Lastly, project managers utilize the RASD to measure and control the various processes involved in analysis and development. Their oversight ensures that the project remains on track, both in terms of timeline and budget, while facilitating effective communication among team members and stakeholders.

IEEE Standard for RASD

Section	Subsection	Description
1. Introduction	1.1 Purpose	Reasons motivating the existence of the product
	1.2 Scope	Identifies the product and application domain
	1.3 Product overview
	1.3.1 Product perspective	Defines system’s relationship to other products. Describes external interfaces: system, user, hardware, software
	1.3.2 Product functions	Summary of major functions
	1.3.3 User characteristics	General characteristics of the intended groups of users, including those that may influence usability (e.g., disabilities, expertise)
	1.3.4 Limitations	Anything that will limit the developer’s options (e.g., regulations, reliability, criticality, hardware limitations, interfaces, etc.)
	1.4 Definitions
2. References
3. Requirements		All the requirements go in here (i.e., this is the body of the document); the standard provides different strategies for the organization
	3.1 Functions
	3.2 Performance requirements
	3.3 Usability requirements
	3.4 Interface requirements
	3.5 Logical database requirements
	3.6 Design constraints
	3.7 Software system attributes
	3.8 Supporting information
4. Verification		Verification methods planned to qualify the software
5. Appendices	5.1 Assumptions and dependencies	Factors not under the control of the software that may affect requirements
	5.2 Acronyms and abbreviations

Section 3 — Requirements

3.1 Functions (Functional Requirements)

Functional requirements describe the essential actions and behaviors that the software must exhibit in response to specific inputs, facilitating the generation of appropriate outputs. These requirements are critical for ensuring that the system meets its intended purpose and provides the necessary functionality to users. Key elements of functional requirements include:

• Validity Checks: Mechanisms to ensure that input data is accurate and acceptable before processing. This may involve validation rules to prevent errors during operations.
• Sequence of Operations: The defined order in which operations must be performed to achieve desired outcomes. This is crucial for processes that require specific workflows.
• Responses to Abnormal Situations: Strategies for handling unexpected events, such as overflow errors, system failures, and other error-handling protocols. Ensuring robustness in the face of errors is vital for maintaining system integrity.
• Effect of Configuration Parameters: How varying configuration settings influence the behavior and performance of the system. These parameters may affect usability and system responsiveness.
• Input/Output Relationships: Clarification of how different inputs relate to specific outputs, including any transformations or processes involved.

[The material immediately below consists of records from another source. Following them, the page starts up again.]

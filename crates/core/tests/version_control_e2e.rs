//! End-to-end tests for the version-control facade.
//!
//! Each test builds a bare repository in a temp dir as the "remote" and
//! drives [`VersionControl`] against it through its file path. No network
//! I/O is involved.

use std::path::{Path, PathBuf};

use tempfile::TempDir;

use storesync_core::commit::CommitManager;
use storesync_core::config::{IdentityConfig, RemoteConfig, VcConfig};
use storesync_core::git::{CredentialNegotiator, GitClient};
use storesync_core::{BootstrapPlan, ChangeOperation, ErrorKind, IgnorePolicy, VersionControl};

// ===========================================================================
// Helpers
// ===========================================================================

struct Env {
    root: TempDir,
    remote: RemoteConfig,
}

impl Env {
    /// A bare remote with no branches yet.
    fn empty() -> Self {
        let root = TempDir::new().unwrap();
        let bare = root.path().join("remote.git");
        git2::Repository::init_opts(
            &bare,
            git2::RepositoryInitOptions::new().bare(true).initial_head("master"),
        )
        .unwrap();
        let remote = RemoteConfig::new(bare.to_string_lossy().into_owned());
        Self { root, remote }
    }

    /// A bare remote whose master holds `files` and the store's `.gitignore`.
    fn new(files: &[(&str, &str)]) -> Self {
        let env = Self::empty();
        let policy = IgnorePolicy::default();
        let seed = GitClient::init(&env.path("seed"), "master").unwrap();
        seed.ensure_origin(&env.remote.url).unwrap();
        write_files(seed.repo_path(), files);
        policy.write_gitignore(seed.repo_path()).unwrap();
        CommitManager::new(&seed, &policy, &IdentityConfig::default())
            .commit("seed")
            .unwrap();
        seed.push("master", &env.negotiator()).unwrap();
        env
    }

    fn path(&self, name: &str) -> PathBuf {
        self.root.path().join(name)
    }

    fn negotiator(&self) -> CredentialNegotiator {
        CredentialNegotiator::new(self.remote.url.clone(), None)
    }

    /// A facade for `<root>/<name>` tracking the bare remote.
    fn vc(&self, name: &str) -> VersionControl {
        let config = VcConfig::for_data_dir(self.path(name)).with_remote(self.remote.clone());
        VersionControl::unvalidated(&config)
    }

    fn remote_head(&self) -> String {
        let repo = git2::Repository::open_bare(&self.remote.url).unwrap();
        repo.refname_to_id("refs/heads/master").unwrap().to_string()
    }
}

fn write_files(dir: &Path, files: &[(&str, &str)]) {
    for (name, contents) in files {
        let path = dir.join(name);
        std::fs::create_dir_all(path.parent().unwrap()).unwrap();
        std::fs::write(path, contents).unwrap();
    }
}

/// Two clones of the same remote: `local` under test and `peer` publishing
/// concurrent work.
async fn two_clones(env: &Env) -> (VersionControl, VersionControl) {
    let local = env.vc("local");
    let peer = env.vc("peer");
    assert_eq!(local.init().await.unwrap(), BootstrapPlan::Clone);
    assert_eq!(peer.init().await.unwrap(), BootstrapPlan::Clone);
    (local, peer)
}

// ===========================================================================
// Bootstrap
// ===========================================================================

#[tokio::test]
async fn test_bootstrap_empty_dir_with_remote() {
    let env = Env::new(&[("templates/invoice/content.html", "<p>invoice</p>\n")]);
    std::fs::create_dir_all(env.path("data")).unwrap();
    let vc = env.vc("data");

    assert_eq!(vc.init().await.unwrap(), BootstrapPlan::Clone);

    let client = GitClient::open(env.path("data")).unwrap();
    assert!(client.tracking_oid("master").unwrap().is_some());
    assert!(vc.local_commits(None).await.unwrap().is_empty());
    assert!(env.path("data/templates/invoice/content.html").exists());
}

#[tokio::test]
async fn test_checkout_after_clone_keeps_store_files() {
    let env = Env::new(&[("data/a.json", "{\"v\": 1}\n")]);
    let vc = env.vc("data");
    assert_eq!(vc.init().await.unwrap(), BootstrapPlan::Clone);
    let head = vc.history().await.unwrap()[0].id.clone();

    write_files(
        &env.path("data"),
        &[("settings", "{\"port\": 8080}"), (".tran/1/x.json", "{}"), ("data/a.json", "{\"v\": 9}\n")],
    );
    vc.checkout(head).await.unwrap();

    assert_eq!(std::fs::read_to_string(env.path("data/settings")).unwrap(), "{\"port\": 8080}");
    assert!(env.path("data/.tran/1/x.json").exists());
    assert!(env.path("data/.gitignore").exists());
    assert_eq!(
        std::fs::read_to_string(env.path("data/data/a.json")).unwrap(),
        "{\"v\": 1}\n"
    );
    assert!(vc.local_changes().await.unwrap().is_empty());
}

#[tokio::test]
async fn test_bootstrap_against_empty_remote() {
    let env = Env::empty();
    let vc = env.vc("data");

    assert_eq!(vc.init().await.unwrap(), BootstrapPlan::Clone);
    assert_eq!(vc.history().await.unwrap().len(), 1);
    assert_eq!(vc.local_commits(None).await.unwrap().len(), 1);

    vc.push().await.unwrap();
    assert_eq!(env.remote_head(), vc.history().await.unwrap()[0].id);
}

#[tokio::test]
async fn test_bootstrap_local_content_into_empty_remote() {
    let env = Env::empty();
    write_files(&env.path("data"), &[("foo", "foo\n")]);
    let vc = env.vc("data");

    assert_eq!(vc.init().await.unwrap(), BootstrapPlan::CloneAndMerge);
    let history = vc.history().await.unwrap();
    assert_eq!(history.len(), 1);
    assert_eq!(env.remote_head(), history[0].id);
    assert!(vc.local_commits(None).await.unwrap().is_empty());
}

#[tokio::test]
async fn test_bootstrap_local_only() {
    let root = TempDir::new().unwrap();
    std::fs::write(root.path().join("foo"), "foo\n").unwrap();
    let vc = VersionControl::new(&VcConfig::for_data_dir(root.path())).unwrap();

    assert_eq!(vc.init().await.unwrap(), BootstrapPlan::LocalInit);

    let history = vc.history().await.unwrap();
    assert_eq!(history.len(), 1);
    let client = GitClient::open(root.path()).unwrap();
    let tree = client.head_tree().unwrap().unwrap();
    assert!(tree.get_name("foo").is_some());
}

#[tokio::test]
async fn test_bootstrap_merges_local_content() {
    let env = Env::new(&[("templates/a.html", "<a/>\n")]);
    write_files(&env.path("data"), &[("data/local.json", "{}\n")]);
    let vc = env.vc("data");

    assert_eq!(vc.init().await.unwrap(), BootstrapPlan::CloneAndMerge);

    let history = vc.history().await.unwrap();
    assert_eq!(history[0].message, "merging in local changes");
    assert_eq!(history.len(), 2);
    assert_eq!(env.remote_head(), history[0].id);
    assert!(vc.local_commits(None).await.unwrap().is_empty());
}

#[tokio::test]
async fn test_bootstrap_conflict_keeps_local_file() {
    let env = Env::new(&[("a.txt", "remote\n")]);
    write_files(&env.path("data"), &[("a.txt", "local\n")]);
    let vc = env.vc("data");

    let err = vc.init().await.unwrap_err();
    assert_eq!(err.kind(), ErrorKind::MergeConflict);
    assert_eq!(std::fs::read_to_string(env.path("data/a.txt")).unwrap(), "local\n");
    assert!(!env.path("data/.git").exists());
}

// ===========================================================================
// Commit / push
// ===========================================================================

#[tokio::test]
async fn test_commit_listed_until_pushed() {
    let env = Env::new(&[("a.txt", "a\n")]);
    let vc = env.vc("data");
    vc.init().await.unwrap();

    write_files(&env.path("data"), &[("b.txt", "b\n")]);
    let commit = vc.commit("add b").await.unwrap();

    let history = vc.history().await.unwrap();
    assert_eq!(history[0].message, "add b");
    let unpushed = vc.local_commits(None).await.unwrap();
    assert_eq!(unpushed.len(), 1);
    assert_eq!(unpushed[0].id, commit.id);

    vc.push().await.unwrap();
    assert!(vc.local_commits(None).await.unwrap().is_empty());
    assert!(vc.local_commits(Some("master".into())).await.unwrap().is_empty());
    assert_eq!(env.remote_head(), commit.id);
}

#[tokio::test]
async fn test_push_while_diverged_is_rejected() {
    let env = Env::new(&[("a.txt", "a\n")]);
    let (local, peer) = two_clones(&env).await;

    write_files(&env.path("peer"), &[("peer.txt", "p\n")]);
    peer.commit("peer").await.unwrap();
    peer.push().await.unwrap();

    write_files(&env.path("local"), &[("local.txt", "l\n")]);
    local.commit("local").await.unwrap();
    let err = local.push().await.unwrap_err();
    assert_eq!(err.kind(), ErrorKind::Network);
    // Nothing was marked as pushed.
    assert_eq!(local.local_commits(None).await.unwrap().len(), 1);
}

// ===========================================================================
// Status / merge
// ===========================================================================

#[tokio::test]
async fn test_status_reports_new_remote_commit() {
    let env = Env::new(&[("data/a.json", "{\"v\": 1}\n")]);
    let (local, peer) = two_clones(&env).await;
    assert!(local.status().await.unwrap().is_empty());

    write_files(&env.path("peer"), &[("data/a.json", "{\"v\": 2}\n"), ("data/b.json", "{}\n")]);
    let published = peer.commit("edit").await.unwrap();
    peer.push().await.unwrap();

    let status = local.status().await.unwrap();
    let introduced = peer.diff(published.id).await.unwrap();
    assert_eq!(status, introduced);
    assert_eq!(status.len(), 2);
    assert_eq!(status[0].operation, ChangeOperation::Update);
    assert_eq!(status[0].entity_set, "data");
    assert_eq!(status[1].operation, ChangeOperation::Insert);
}

#[tokio::test]
async fn test_merge_then_push() {
    let env = Env::new(&[("shared.txt", "one\ntwo\nthree\n")]);
    let (local, peer) = two_clones(&env).await;

    write_files(&env.path("peer"), &[("peer.txt", "p\n")]);
    let theirs = peer.commit("peer").await.unwrap();
    peer.push().await.unwrap();
    write_files(&env.path("local"), &[("local.txt", "l\n")]);
    let ours = local.commit("local").await.unwrap();

    let merge = local.merge().await.unwrap();
    assert_eq!(merge.parents, vec![ours.id, theirs.id]);
    assert!(env.path("local/peer.txt").exists());

    local.push().await.unwrap();
    assert_eq!(env.remote_head(), merge.id);
    assert!(local.status().await.unwrap().is_empty());
}

#[tokio::test]
async fn test_merge_conflict_leaves_head() {
    let env = Env::new(&[("shared.txt", "one\ntwo\nthree\n")]);
    let (local, peer) = two_clones(&env).await;

    write_files(&env.path("peer"), &[("shared.txt", "one\npeer\nthree\n")]);
    peer.commit("peer edit").await.unwrap();
    peer.push().await.unwrap();
    write_files(&env.path("local"), &[("shared.txt", "one\nlocal\nthree\n")]);
    let ours = local.commit("local edit").await.unwrap();

    let err = local.merge().await.unwrap_err();
    assert_eq!(err.kind(), ErrorKind::MergeConflict);
    assert_eq!(local.history().await.unwrap()[0].id, ours.id);
    assert_eq!(
        std::fs::read_to_string(env.path("local/shared.txt")).unwrap(),
        "one\nlocal\nthree\n"
    );
}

Functional requirements can be organized based on various criteria, such as user class, feature set, or operational mode. This organization allows for clear communication of requirements and can be structured hierarchically, enabling complex requirements to be broken down into sub-requirements for easier management and tracking.

Example

For example, the hierarchy might look like this:

• User Class 1 (e.g., Administrator)
  • Requirement 1: The system shall allow administrators to manage user accounts.
    • Sub-requirement 1.1: Administrators shall be able to create new user accounts.
    • Sub-requirement 1.2: Administrators shall be able to delete user accounts.
• User Class 2 (e.g., Regular User)
  • Requirement 2: The system shall allow users to access their profiles.
    • Sub-requirement 2.1: Users shall be able to view their account details.
    • Sub-requirement 2.2: Users shall be able to update their personal information.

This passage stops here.